20 GENNAIO 2014
 
WORDS
Photography by Gabriele Chiapparini
“Le tue parole fanno male, sono pungenti come spine. Sono taglienti come lame …possono far male, possono ferire, farmi ragionare si ma non capire…le tue parole sono come mine le sento esplodere in giardino…fanno sanguinare ma non morire…sono cariche esplosive”, cantava Cesare Cremonini
Lo sapeva bene lui che non c’è peggior suono della parola FINE. Quando la pronunciò Erika, fidanzata storica già sui banchi del liceo, fu davvero devastante. Lo so perché conoscevo Erika, lei ma non i LunaPop. E quando mi proposero di partecipare a un dibattito con questo giovane gruppo anche le mie parole di sufficienza non furono da meno. Oggi io esprimerei apprezzamenti e forse Cesare non tradirebbe Erika. 
Le parole vanno e vengono. Ma quando colpiscono aprono ferite. Che non richiudi se non con altre parole. Con le parole metti le persone in un angolo di dolore o le imbrogli fino a credersi liberi di partecipare. Puoi starci bene dentro alle parole. O puoi starne fuori. Puoi credere che parlare di tutto sia un pregio o che parlare di nulla sia una buona mossa per l’avvenire. Parlare è sempre una scelta. E, una volta tanto, parlate con noi. Senza urlare. Senza illusione. Quando pronunci vocali, per favore, lanciami coriandoli. Affinché possa almeno cadere sui colori.    
 
La foto di copertina è di Gabriele Chiapparini.
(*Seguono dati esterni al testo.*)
//! Envelope validation and message normalization.
//!
//! Request bodies are parsed by a total function: anything that is not a JSON
//! object becomes [`RequestEnvelope::Empty`], which then fails the version
//! check like any other bad envelope. Validation runs in a fixed order:
//! version, method, messages, and finally agent lookup.

use serde_json::{Map, Value};
use std::sync::Arc;
use tracing::debug;
use uuid::Uuid;

use crate::agent::{AgentHandle, AgentRegistry};
use crate::error::{RpcError, RpcResult};
use crate::types::{InboundMessage, JSONRPC_VERSION, NormalizedMessage, RequestId, non_empty_str};

/// Method carrying a single `params.message`
pub const METHOD_MESSAGE_SEND: &str = "message/send";

/// Method carrying a `params.messages` list
pub const METHOD_EXECUTE: &str = "execute";

/// Supported JSON-RPC methods
#[derive(Debug, Clone, Copy, PartialEq, Eq, Hash)]
pub enum Method {
    /// `message/send`
    MessageSend,

    /// `execute`
    Execute,
}

impl Method {
    /// Parse a method name, `None` for anything unsupported
    pub fn parse(name: &str) -> Option<Self> {
        match name {
            METHOD_MESSAGE_SEND => Some(Method::MessageSend),
            METHOD_EXECUTE => Some(Method::Execute),
            _ => None,
        }
    }

    /// Wire name of the method
    pub fn as_str(&self) -> &'static str {
        match self {
            Method::MessageSend => METHOD_MESSAGE_SEND,
            Method::Execute => METHOD_EXECUTE,
        }
    }
}

impl std::fmt::Display for Method {
    fn fmt(&self, f: &mut std::fmt::Formatter<'_>) -> std::fmt::Result {
        f.write_str(self.as_str())
    }
}

/// A request body as far as it could be parsed
#[derive(Debug, Clone, PartialEq)]
pub enum RequestEnvelope {
    /// The body was a JSON object
    Object(Map<String, Value>),

    /// The body was absent, unreadable, not JSON, or not an object
    Empty,
}

impl RequestEnvelope {
    /// The empty envelope sentinel
    pub fn empty() -> Self {
        RequestEnvelope::Empty
    }

    /// Parse a raw body. Never fails.
    pub fn try_parse(raw: &[u8]) -> Self {
        match serde_json::from_slice::<Value>(raw) {
            Ok(Value::Object(fields)) => RequestEnvelope::Object(fields),
            Ok(other) => {
                debug!(kind = json_kind(&other), "Request body is not a JSON object");
                RequestEnvelope::Empty
            }
            Err(e) => {
                debug!(error = %e, "Request body is not valid JSON");
                RequestEnvelope::Empty
            }
        }
    }

    /// Whether this is the empty sentinel
    pub fn is_empty(&self) -> bool {
        matches!(self, RequestEnvelope::Empty)
    }

    fn field(&self, name: &str) -> Option<&Value> {
        match self {
            RequestEnvelope::Object(fields) => fields.get(name),
            RequestEnvelope::Empty => None,
        }
    }

    /// The `jsonrpc` member if it is a string
    pub fn jsonrpc(&self) -> Option<&str> {
        self.field("jsonrpc").and_then(Value::as_str)
    }

    /// The `method` member if it is a string
    pub fn method(&self) -> Option<&str> {
        self.field("method").and_then(Value::as_str)
    }

    /// The caller's request id, or a freshly generated one
    pub fn request_id(&self) -> RequestId {
        RequestId::from_value(self.field("id")).unwrap_or_else(RequestId::generate)
    }

    /// The `params` object, empty when absent or not an object
    pub fn params(&self) -> Map<String, Value> {
        match self.field("params") {
            Some(Value::Object(params)) => params.clone(),
            _ => Map::new(),
        }
    }
}

/// A request that passed envelope validation
#[derive(Debug, Clone, PartialEq)]
pub struct ValidatedRequest {
    /// Requested method
    pub method: Method,

    /// Inbound messages, at least one
    pub messages: Vec<InboundMessage>,

    /// Caller-supplied or generated context id
    pub context_id: String,

    /// Caller-supplied or generated task id
    pub task_id: String,
}

impl ValidatedRequest {
    /// Flatten every inbound message for the agent
    pub fn normalized_messages(&self) -> Vec<NormalizedMessage> {
        self.messages.iter().map(InboundMessage::normalize).collect()
    }
}

/// Check version and method, then extract the messages and ids.
pub fn validate(envelope: &RequestEnvelope) -> RpcResult<ValidatedRequest> {
    if envelope.jsonrpc() != Some(JSONRPC_VERSION) {
        return Err(RpcError::InvalidRequest);
    }

    let method = envelope
        .method()
        .and_then(Method::parse)
        .ok_or_else(|| RpcError::method_not_found(envelope.method()))?;

    let params = envelope.params();
    let messages = extract_messages(method, &params);
    if messages.is_empty() {
        return Err(RpcError::NoMessages);
    }

    Ok(ValidatedRequest {
        method,
        messages,
        context_id: non_empty_str(params.get("contextId"))
            .unwrap_or_else(|| Uuid::new_v4().to_string()),
        task_id: non_empty_str(params.get("taskId")).unwrap_or_else(|| Uuid::new_v4().to_string()),
    })
}

/// Pull the inbound messages for `method` out of `params`.
///
/// Entries that are not JSON objects are skipped.
pub fn extract_messages(method: Method, params: &Map<String, Value>) -> Vec<InboundMessage> {
    match method {
        Method::MessageSend => params
            .get("message")
            .and_then(InboundMessage::from_value)
            .into_iter()
            .collect(),
        Method::Execute => params
            .get("messages")
            .and_then(Value::as_array)
            .map(|list| list.iter().filter_map(InboundMessage::from_value).collect())
            .unwrap_or_default(),
    }
}

/// Look up the agent named in the request path
pub fn resolve_agent(
    registry: &dyn AgentRegistry,
    agent_id: &str,
) -> RpcResult<Arc<dyn AgentHandle>> {
    registry
        .get_agent(agent_id)
        .ok_or_else(|| RpcError::agent_not_found(agent_id))
}

fn json_kind(value: &Value) -> &'static str {
    match value {
        Value::Null => "null",
        Value::Bool(_) => "bool",
        Value::Number(_) => "number",
        Value::String(_) => "string",
        Value::Array(_) => "array",
        Value::Object(_) => "object",
    }
}

#[cfg(test)]
mod tests {
    use super::*;
    use serde_json::json;

    fn envelope(value: Value) -> RequestEnvelope {
        RequestEnvelope::try_parse(value.to_string().as_bytes())
    }

    #[test]
    fn test_try_parse_is_total() {
        assert!(RequestEnvelope::try_parse(b"").is_empty());
        assert!(RequestEnvelope::try_parse(b"{not json").is_empty());
        assert!(RequestEnvelope::try_parse(b"[1,2,3]").is_empty());
        assert!(RequestEnvelope::try_parse(b"\"2.0\"").is_empty());
        assert!(!RequestEnvelope::try_parse(b"{}").is_empty());
    }

    #[test]
    fn test_empty_envelope_fails_version_check() {
        assert_eq!(
            validate(&RequestEnvelope::empty()),
            Err(RpcError::InvalidRequest)
        );
    }

    #[test]
    fn test_version_must_be_string_two_point_zero() {
        for version in [json!("1.0"), json!(2.0), Value::Null] {
            let env = envelope(json!({ "jsonrpc": version, "method": "execute" }));
            assert_eq!(validate(&env), Err(RpcError::InvalidRequest));
        }
    }

    #[test]
    fn test_version_checked_before_method() {
        let env = envelope(json!({ "jsonrpc": "1.0", "method": "bogus" }));
        assert_eq!(validate(&env), Err(RpcError::InvalidRequest));
    }

    #[test]
    fn test_unknown_and_missing_method() {
        let env = envelope(json!({ "jsonrpc": "2.0", "method": "tasks/get" }));
        assert_eq!(
            validate(&env),
            Err(RpcError::method_not_found(Some("tasks/get")))
        );

        let env = envelope(json!({ "jsonrpc": "2.0" }));
        assert_eq!(validate(&env), Err(RpcError::method_not_found(None)));
    }

    #[test]
    fn test_message_send_wraps_single_message() {
        let env = envelope(json!({
            "jsonrpc": "2.0",
            "id": "1",
            "method": "message/send",
            "params": {
                "message": {
                    "role": "user",
                    "parts": [
                        { "kind": "text", "text": "TypeError:" },
                        { "kind": "text", "text": "x is undefined" }
                    ]
                }
            }
        }));

        let request = validate(&env).unwrap();
        assert_eq!(request.method, Method::MessageSend);

        let normalized = request.normalized_messages();
        assert_eq!(normalized.len(), 1);
        assert_eq!(normalized[0].content, "TypeError:\nx is undefined");
    }

    #[test]
    fn test_execute_requires_message_list() {
        let env = envelope(json!({
            "jsonrpc": "2.0",
            "method": "execute",
            "params": { "messages": [] }
        }));
        assert_eq!(validate(&env), Err(RpcError::NoMessages));

        let env = envelope(json!({
            "jsonrpc": "2.0",
            "method": "execute",
            "params": { "messages": { "role": "user" } }
        }));
        assert_eq!(validate(&env), Err(RpcError::NoMessages));
    }

    #[test]
    fn test_method_selects_params_shape() {
        // execute ignores a single `message`
        let env = envelope(json!({
            "jsonrpc": "2.0",
            "method": "execute",
            "params": { "message": { "role": "user", "parts": [] } }
        }));
        assert_eq!(validate(&env), Err(RpcError::NoMessages));

        let env = envelope(json!({
            "jsonrpc": "2.0",
            "method": "message/send",
            "params": { "messages": [{ "role": "user", "parts": [] }] }
        }));
        assert_eq!(validate(&env), Err(RpcError::NoMessages));
    }

    #[test]
    fn test_execute_skips_non_object_entries() {
        let env = envelope(json!({
            "jsonrpc": "2.0",
            "method": "execute",
            "params": {
                "messages": [
                    "stray",
                    { "role": "user", "parts": [{ "kind": "text", "text": "a" }] },
                    { "role": "agent", "parts": [{ "kind": "text", "text": "b" }] }
                ]
            }
        }));

        let request = validate(&env).unwrap();
        assert_eq!(request.messages.len(), 2);
        assert_eq!(request.messages[1].role, "agent");
    }

    #[test]
    fn test_ids_supplied_or_generated() {
        let env = envelope(json!({
            "jsonrpc": "2.0",
            "method": "message/send",
            "params": {
                "message": { "role": "user", "parts": [] },
                "contextId": "C1",
                "taskId": "T1"
            }
        }));
        let request = validate(&env).unwrap();
        assert_eq!(request.context_id, "C1");
        assert_eq!(request.task_id, "T1");

        let env = envelope(json!({
            "jsonrpc": "2.0",
            "method": "message/send",
            "params": { "message": { "role": "user", "parts": [] }, "taskId": "" }
        }));
        let request = validate(&env).unwrap();
        assert!(!request.task_id.is_empty());
        assert!(!request.context_id.is_empty());
        assert_ne!(request.task_id, request.context_id);
    }

    #[test]
    fn test_request_id_resolution() {
        let env = envelope(json!({ "jsonrpc": "2.0", "id": "req-7" }));
        assert_eq!(env.request_id(), RequestId::from("req-7"));

        let env = envelope(json!({ "jsonrpc": "2.0" }));
        assert!(matches!(env.request_id(), RequestId::String(id) if !id.is_empty()));
    }

    #[test]
    fn test_non_object_params_read_as_empty() {
        let env = envelope(json!({ "jsonrpc": "2.0", "method": "execute", "params": [1] }));
        assert!(env.params().is_empty());
        assert_eq!(validate(&env), Err(RpcError::NoMessages));
    }

    #[test]
    fn test_method_round_trip() {
        for method in [Method::MessageSend, Method::Execute] {
            assert_eq!(Method::parse(method.as_str()), Some(method));
        }
        assert_eq!(Method::parse("message/stream"), None);
    }
}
Di seguito l’intervista con lui realizzata da Gianmarco Marabini per pfgstyle.

 
Dicono che le azioni parlino più forte delle parole. Probabilmente perché le parole sono facili da dire. Come hai iniziato la tua avventura?
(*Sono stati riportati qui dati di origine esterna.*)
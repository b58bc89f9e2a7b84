//! # Explainer A2A - Agent-to-Agent Task Endpoint
//!
//! This crate adapts JSON-RPC "agent-to-agent" task requests to pluggable
//! agents and returns their replies as task documents.
//!
//! ## Features
//!
//! - **Envelope Validation**: Total parsing of untrusted bodies, version and
//!   method checks, normalization of `message/send` and `execute` params
//! - **Task Assembly**: Artifacts, history and status built around one agent call
//! - **Agent Seams**: [`AgentHandle`] and [`AgentRegistry`] traits for plugging agents in
//! - **A2A Server**: Axum router for `POST /a2a/agent/{agentId}` (requires `server` feature)
//! - **API Docs**: OpenAPI document and Swagger UI (requires `openapi` feature)
//!
//! ## Error Codes
//!
//! | Condition | HTTP | Code |
//! |-----------|------|------|
//! | Bad version or unparsable body | 400 | -32600 |
//! | Unsupported method | 400 | -32601 |
//! | No messages | 400 | -32602 |
//! | Unknown agent | 404 | -32602 |
//! | Agent failure | 500 | -32603 |
//!
//! ## Example: Dispatching a Request
//!
//! ```rust
//! use async_trait::async_trait;
//! use explainer_a2a::{
//!     AgentError, AgentHandle, AgentOutput, InMemoryAgentRegistry, NormalizedMessage, dispatch,
//! };
//!
//! struct Shout;
//!
//! #[async_trait]
//! impl AgentHandle for Shout {
//!     async fn generate(&self, messages: &[NormalizedMessage]) -> Result<AgentOutput, AgentError> {
//!         let last = messages.last().map(|m| m.content.to_uppercase()).unwrap_or_default();
//!         Ok(AgentOutput::text(last))
//!     }
//! }
//!
//! # tokio_test::block_on(async {
//! let registry = InMemoryAgentRegistry::new().with_agent("shout", Shout);
//! let body = br#"{"jsonrpc":"2.0","id":"1","method":"message/send",
//!     "params":{"message":{"role":"user","parts":[{"kind":"text","text":"hi"}]}}}"#;
//!
//! let outcome = dispatch(&registry, "shout", body).await;
//! assert_eq!(outcome.http_status(), 200);
//! assert_eq!(outcome.to_json()["result"]["artifacts"][0]["parts"][0]["text"], "HI");
//! # });
//! ```

pub mod agent;
pub mod assembler;
pub mod config;
pub mod dispatch;
pub mod envelope;
pub mod error;
pub mod types;

// Server module (requires server feature)
#[cfg(feature = "server")]
pub mod server;

// API documentation (requires openapi feature)
#[cfg(feature = "openapi")]
pub mod docs;

pub use agent::{AgentError, AgentHandle, AgentOutput, AgentRegistry, InMemoryAgentRegistry};
pub use config::{ConfigError, ServerConfig, ServerConfigBuilder};
pub use dispatch::{RpcOutcome, dispatch};
pub use envelope::{METHOD_EXECUTE, METHOD_MESSAGE_SEND, Method, RequestEnvelope, ValidatedRequest};
pub use error::{ErrorObject, RpcError, RpcResult};
pub use types::{
    Artifact, DataPart, ErrorResponse, HistoryMessage, InboundMessage, JSONRPC_VERSION,
    NormalizedMessage, Part, RequestId, SuccessResponse, Task, TaskState, TaskStatus, TextPart,
};

// Re-export server types
#[cfg(feature = "server")]
pub use server::{A2aServer, HealthResponse, SERVICE_NAME, ServerError};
“Il mio rapporto con la fotografia è iniziato fin da piccolo, i miei genitori avevano libri fotografici a non finire. Ma da adolescente ero più propenso a fare musica, mi piaceva suonare. Tuttavia a quattordici anni entrai in una libreria e vidi per la prima volta una stampa di “La Prière” di Man Ray, qualcosa in quel momento mi scattò dentro. Lo avevo avvertito”
 
E poi? 
“Poi continuai a fare musica, anni dopo andai a Barcellona. Constatavo che con la musica non avevo un gran successo, mi ricordo che fu proprio lì in Spagna che che decisi di comprai una macchina fotografica. Iniziai a scattare foto dappertutto, mi piaceva”
 
Che effetto ti fa entrare nel cuore delle cose?
“Per me l’obiettivo è come una porta, meglio ancora il buco di una serratura. Con esso può scrutare e fermare un solo istante di una vita di cui non è dato conoscere né il prima né il dopo. Fotografare significa raccontare senza preconcetti sociali una realtà che  il più delle volte resta nascosta alla maggior parte delle persone”
 
 
Gabriele ChiappariniHis adventure with photography started since he was a young boy, when he browsed lots of photo books of his parents. When he was fourteen he saw in a bookshop a copy of “La Priére” by Man Ray. Then omething changed in him, it opened a new perspective. But still his main interest was music. Years later he was in Barcelona, unable to continue his activity as a musician, he bought a camera and started to shoot. The lens is like a door for him, like a keyhole. You can glance at reality throughout it and make a single frame of a life stop, without knowing its before and after. Taking a picture means to tell a hidden truth without social prejudice.